Milton Friedman’s theories gave him the Nobel Prize; Chile was given to General Pinochet”
It appears that members of the Fed’s Open Market Committee are in favor of slowing down interest rates, which have risen 75 basis points at each of the last four meetings. The costs in some sectors of the productive economy have been high, undermining their productivity and competitiveness.
Federal funds rate futures suggest a slight drop in expectations for the final federal funds rate for this cycle, placing it at levels close to 5 percent.
The Fed minutes suggest that the confidence of the central bank to engineer a soft landing has diminished, the expected increase in unemployment over the next year will not occur without the economy not going into recession and affecting only the hand-intensive sectors work, without reactions from the market or companies.

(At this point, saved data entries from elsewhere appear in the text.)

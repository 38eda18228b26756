use anyhow::Context;

use crate::foundation::error::{MapleError, MapleResult};
use crate::render::raster::RasterImage;

/// Decode PNG/JPEG bytes into a premultiplied raster.
pub fn decode_image(bytes: &[u8]) -> MapleResult<RasterImage> {
    if bytes.is_empty() {
        return Err(MapleError::image_unavailable("image payload is empty"));
    }
    let dyn_img = image::load_from_memory(bytes)
        .map_err(|e| MapleError::image_unavailable(format!("decode image from memory: {e}")))?;
    RasterImage::from_rgba_image(dyn_img.to_rgba8())
}

/// Parse an SVG document with default options.
pub fn parse_svg(bytes: &[u8]) -> MapleResult<usvg::Tree> {
    let opts = usvg::Options::default();
    let tree = usvg::Tree::from_data(bytes, &opts).context("parse svg tree")?;
    Ok(tree)
}

#[cfg(test)]
#[path = "../../tests/unit/assets/decode.rs"]
mod tests;
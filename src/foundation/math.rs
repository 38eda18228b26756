pub(crate) fn mul_div255_u16(x: u16, y: u16) -> u16 {
    (((u32::from(x) * u32::from(y)) + 127) / 255) as u16
}

pub(crate) fn mul_div255_u8(x: u16, y: u16) -> u8 {
    mul_div255_u16(x, y) as u8
}

pub(crate) fn add_sat_u8(a: u8, b: u8) -> u8 {
    a.saturating_add(b)
}

/// Source-over of one premultiplied RGBA8 pixel onto another.
pub(crate) fn premul_over_px(dst: [u8; 4], src: [u8; 4]) -> [u8; 4] {
    let sa = u16::from(src[3]);
    if sa == 0 {
        return dst;
    }
    if sa == 255 {
        return src;
    }
    let inv = 255u16 - sa;
    let mut out = [0u8; 4];
    out[3] = add_sat_u8(src[3], mul_div255_u8(u16::from(dst[3]), inv));
    for c in 0..3 {
        let dc = mul_div255_u8(u16::from(dst[c]), inv);
        out[c] = add_sat_u8(src[c], dc);
    }
    out
}

pub(crate) fn premultiply_rgba8_in_place(rgba: &mut [u8]) {
    for px in rgba.chunks_exact_mut(4) {
        let a = u16::from(px[3]);
        if a == 0 {
            px[0] = 0;
            px[1] = 0;
            px[2] = 0;
            continue;
        }
        px[0] = ((u16::from(px[0]) * a + 127) / 255) as u8;
        px[1] = ((u16::from(px[1]) * a + 127) / 255) as u8;
        px[2] = ((u16::from(px[2]) * a + 127) / 255) as u8;
    }
}

pub(crate) fn unpremultiply_rgba8_in_place(rgba: &mut [u8]) {
    for px in rgba.chunks_exact_mut(4) {
        let a = u32::from(px[3]);
        if a == 0 || a == 255 {
            continue;
        }
        for c in px.iter_mut().take(3) {
            *c = ((u32::from(*c) * 255 + a / 2) / a).min(255) as u8;
        }
    }
}

#[cfg(test)]
#[path = "../../tests/unit/foundation/math.rs"]
mod tests;
use async_trait::async_trait;
use chrono::NaiveDate;

use crate::foundation::error::MapleResult;

/// Stable character identifier issued by the game API (`ocid`).
#[derive(Clone, Debug, PartialEq, Eq, Hash, serde::Serialize, serde::Deserialize)]
#[serde(transparent)]
pub struct Identifier(pub String);

impl Identifier {
    /// Borrow the raw identifier.
    pub fn as_str(&self) -> &str {
        &self.0
    }
}

impl std::fmt::Display for Identifier {
    fn fmt(&self, f: &mut std::fmt::Formatter<'_>) -> std::fmt::Result {
        f.write_str(&self.0)
    }
}

/// Basic character info at a point in time.
#[derive(Clone, Debug, PartialEq, Eq, serde::Serialize, serde::Deserialize)]
pub struct AppearanceInfo {
    /// Name as displayed in game.
    pub display_name: String,
    /// Guild, when the character belongs to one.
    pub guild_name: Option<String>,
    /// Base URL of the rendered character sprite, without pose parameters.
    pub image_url: String,
}

/// Equipment state payload; compared structurally, never interpreted.
pub type EquipmentPayload = serde_json::Value;

/// Character data source consumed by search and history walks.
///
/// `date = None` asks for the current state.
#[async_trait]
pub trait CharacterLookupService: Send + Sync {
    /// Resolve a character name; fails with `NotFound` when no character matches.
    async fn resolve_identifier(&self, name: &str) -> MapleResult<Identifier>;

    /// Appearance of `id` on `date`.
    async fn appearance(&self, id: &Identifier, date: Option<NaiveDate>) -> MapleResult<AppearanceInfo>;

    /// Equipment of `id` on `date`.
    async fn equipment_state(
        &self,
        id: &Identifier,
        date: Option<NaiveDate>,
    ) -> MapleResult<EquipmentPayload>;
}
use std::time::Duration;

use async_trait::async_trait;
use chrono::NaiveDate;
use reqwest::StatusCode;
use tracing::debug;

use crate::config::Settings;
use crate::foundation::error::{MapleError, MapleResult};
use crate::lookup::service::{AppearanceInfo, CharacterLookupService, EquipmentPayload, Identifier};

/// Header carrying the open API key.
pub const API_KEY_HEADER: &str = "x-nxopen-api-key";

/// [`CharacterLookupService`] backed by the public game API.
#[derive(Clone, Debug)]
pub struct NexonClient {
    client: reqwest::Client,
    base_url: String,
    api_key: Option<String>,
}

#[derive(serde::Deserialize)]
struct IdResponse {
    ocid: Option<String>,
}

#[derive(serde::Deserialize)]
struct BasicResponse {
    character_name: Option<String>,
    character_guild_name: Option<String>,
    character_image: Option<String>,
}

impl NexonClient {
    /// Client for `base_url` with a per-request timeout.
    pub fn new(
        base_url: impl Into<String>,
        api_key: Option<String>,
        timeout: Duration,
    ) -> MapleResult<Self> {
        let client = reqwest::Client::builder()
            .timeout(timeout)
            .build()
            .map_err(|e| MapleError::service(format!("failed to build HTTP client: {e}")))?;
        Ok(Self {
            client,
            base_url: base_url.into().trim_end_matches('/').to_owned(),
            api_key,
        })
    }

    /// Client configured from [`Settings`].
    pub fn from_settings(settings: &Settings) -> MapleResult<Self> {
        Self::new(
            settings.api_base_url.clone(),
            settings.api_key.clone(),
            settings.request_timeout(),
        )
    }

    async fn get(&self, url: &str, query: &[(&str, String)]) -> MapleResult<(StatusCode, String)> {
        let mut req = self.client.get(url);
        if !query.is_empty() {
            req = req.query(query);
        }
        if let Some(key) = &self.api_key {
            req = req.header(API_KEY_HEADER, key);
        }
        let resp = req
            .send()
            .await
            .map_err(|e| MapleError::service(format!("GET {url}: {e}")))?;
        let status = resp.status();
        let body = resp
            .text()
            .await
            .map_err(|e| MapleError::service(format!("GET {url}: read body: {e}")))?;
        debug!(url, %status, "api response");
        Ok((status, body))
    }

    /// Per-date endpoints: 4xx means "no data", everything else unexpected is transient.
    async fn get_dated(
        &self,
        path: &str,
        id: &Identifier,
        date: Option<NaiveDate>,
    ) -> MapleResult<String> {
        let url = format!("{}{path}", self.base_url);
        let mut query = vec![("ocid", id.0.clone())];
        if let Some(d) = date {
            query.push(("date", d.format("%Y-%m-%d").to_string()));
        }
        let (status, body) = self.get(&url, &query).await?;
        if status.is_client_error() {
            return Err(MapleError::not_found(format!(
                "{path} for {id} on {}: status {status}",
                fmt_date(date)
            )));
        }
        if !status.is_success() {
            return Err(MapleError::service(format!("{path}: status {status}")));
        }
        Ok(body)
    }
}

fn fmt_date(date: Option<NaiveDate>) -> String {
    date.map_or_else(|| "latest".to_owned(), |d| d.to_string())
}

#[async_trait]
impl CharacterLookupService for NexonClient {
    async fn resolve_identifier(&self, name: &str) -> MapleResult<Identifier> {
        let url = format!(
            "{}/id?character_name={}",
            self.base_url,
            urlencoding::encode(name)
        );
        let (status, body) = self.get(&url, &[]).await?;
        if !status.is_success() {
            return Err(MapleError::not_found(format!(
                "character '{name}' not found (status {status})"
            )));
        }
        let parsed: IdResponse = serde_json::from_str(&body)
            .map_err(|_| MapleError::not_found(format!("character '{name}' not found")))?;
        match parsed.ocid {
            Some(ocid) if !ocid.is_empty() => Ok(Identifier(ocid)),
            _ => Err(MapleError::not_found(format!("character '{name}' not found"))),
        }
    }

    async fn appearance(&self, id: &Identifier, date: Option<NaiveDate>) -> MapleResult<AppearanceInfo> {
        let body = self.get_dated("/character/basic", id, date).await?;
        let basic: BasicResponse = serde_json::from_str(&body)?;
        let no_data = || MapleError::not_found(format!("no appearance for {id} on {}", fmt_date(date)));
        let image_url = basic.character_image.filter(|s| !s.is_empty()).ok_or_else(no_data)?;
        let display_name = basic.character_name.filter(|s| !s.is_empty()).ok_or_else(no_data)?;
        Ok(AppearanceInfo {
            display_name,
            guild_name: basic.character_guild_name.filter(|g| !g.is_empty()),
            image_url,
        })
    }

    async fn equipment_state(
        &self,
        id: &Identifier,
        date: Option<NaiveDate>,
    ) -> MapleResult<EquipmentPayload> {
        let body = self.get_dated("/character/item-equipment", id, date).await?;
        let payload: EquipmentPayload = serde_json::from_str(&body)?;
        if payload.is_null() {
            return Err(MapleError::not_found(format!(
                "no equipment for {id} on {}",
                fmt_date(date)
            )));
        }
        Ok(payload)
    }
}

#[cfg(test)]
#[path = "../../tests/unit/lookup/nexon.rs"]
mod tests;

Although the pace of rate hikes is expected to slow, rates are expected to peak at levels higher than what the Fed forecast, which will increase recessionary risks as monetary policy lags the economy and differentiated across sectors.
To engineer a soft landing, the Fed will need to tighten its monetary policy sufficiently to slow GDP growth below its potential, thereby reducing labor demand, hitting labor-intensive sectors to a greater extent. work and reduce the growth of nominal wages, in order to exert downward pressure on inflation.
Real GDP growth is helping to rebalance supply and demand in the labor market, taking into account the characteristics of each sector.
The Fed minutes show that “many” participants believe that the tightening of financial market conditions had notable effects on “some” interest rate-sensitive sectors, although its impact on the broader economy, including the market labor and inflation, it has not been clear. It’s not what the Fed is looking for, and it’s one of the reasons why an additional 25 basis point rate hike will have to be added.
Many participants acknowledged that there are signs that the imbalance between labor supply and demand is beginning to be resolved, although not immediately.
The Fed seeks to reduce labor demand without affecting economic growth or increasing the unemployment rate, so the sectors most sensitive to the effects of rates must be closely monitored and their impact on the labor market quantified.
The path desired by the Federal Reserve is for job offers to decrease without translating into increases in unemployment, which requires that labor demand must weaken further, which will coincide with the increase in the number of unemployed people.
The path to a soft landing would be achieved through reduced job offers, with minimal increases in the unemployment rate; In other words, those people who are laid off must quickly find a new job, adapting to the requirements of the labor market, and companies will seek to maintain the productivity of their workforce.